The researcher noted that the underlying platform used by rental companies makes it easier for prospective tenants to access documents by adding or subtracting a number to the URL sent by real estate companies.
The researcher said that the documents are from 2017, the first invitation code was 1 and now it has reached 4m.
In another case, a researcher was able to access a lease agreement because a platform used URL shorteners, which make URLs easier to guess. Once the lease is secured, the platform provides an authentication cookie that gives access to the landlord’s entire rental history, maintenance and other documents.
Inspection Express, a platform identified as allowing access to hyperlinks without requiring authentication, said it reviewed how links to its documents are being accessed and shared. After a researcher reported the issue directly to the company last year, it said it upgraded its security this month.
“Inspection Express does not make customer documents publicly discoverable or indexable by Google or other search engines,” a spokesperson said. “The documents are accessed through controlled links and are not published on the open web through our platform, and our review did not identify any open web discovery.”
“The improvements include document links that automatically expire after a limited number of accesses or a defined time window, along with additional restrictions on link sharing and copying,” the spokesperson said. “Intended recipients can safely request a new link if needed.”
Another platform identified by the researcher placed an additional security measure requiring the user to enter their postcode before accessing the document.
Several of the platforms under investigation did not respond to requests for comment and did not respond to the researcher.
Samantha Floreni, a digital rights lawyer and PhD candidate who analyzes rental tech, says the research shows a serious lack of concern for privacy and security in the industry.
“Months after being notified of these vulnerabilities, it’s appalling that so many companies are doing nothing,” she said. “This is a blatant and disturbing disregard for the law and public safety.
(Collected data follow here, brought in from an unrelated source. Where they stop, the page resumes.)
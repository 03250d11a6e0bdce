//! Synchronised tri-camera image acquisition.
//!
//! Every capture backend implements [`SensorDriver`]. [`TriCameraDriver`]
//! composes three of them into one paced [`TriObservation`] source.

pub mod camera;
pub mod diagnostics;
pub mod imaging;
pub mod settings;

pub use camera::backend::SensorDriver;
pub use camera::error::{CameraError, ErrorKind, Result};
pub use camera::generic::{GenericCaptureBackend, VideoSource};
pub use camera::grabber::api::GrabberSdk;
pub use camera::grabber::backend::{FrameGrabberBackend, GrabberState};
pub use camera::grabber::sdk::SdkContext;
pub use camera::simulated::{PatternSource, SimulatedTriCameraDriver, TriImageSource};
pub use camera::tricamera::TriCameraDriver;
pub use camera::types::{Image, Observation, PixelLayout, TriObservation};
pub use settings::types::{GrabberConfig, TriCameraConfig};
“Although these companies make profits by positioning themselves as middlemen between tenants, agents and landlords and collecting vast amounts of data, the benefits to tenants are questionable.”
Floriani said companies left unchecked put an enormous number of Australians at risk.
“Tenants have very little power to refuse to use these systems, because saying no can lead to retaliation, bad omens or losing the house altogether,” she says.
“There is no real choice but to use these platforms to access and retain housing, and then you are forced to hand over insecure information, which adds insult to injury in an already deeply inhumane system.”
A spokesperson for the Australian Information Commissioner’s Office said the agency had not received any notifications from the platforms regarding potential data breaches.
The spokesman said growing demands from rental and property companies for people to hand over their personal information to rent tech apps was a “key priority” for the OAIC this year.
“It’s a sector that creates power and information imbalances, and [the OAIC] Currently looking into rental tech platforms,” the spokesperson said.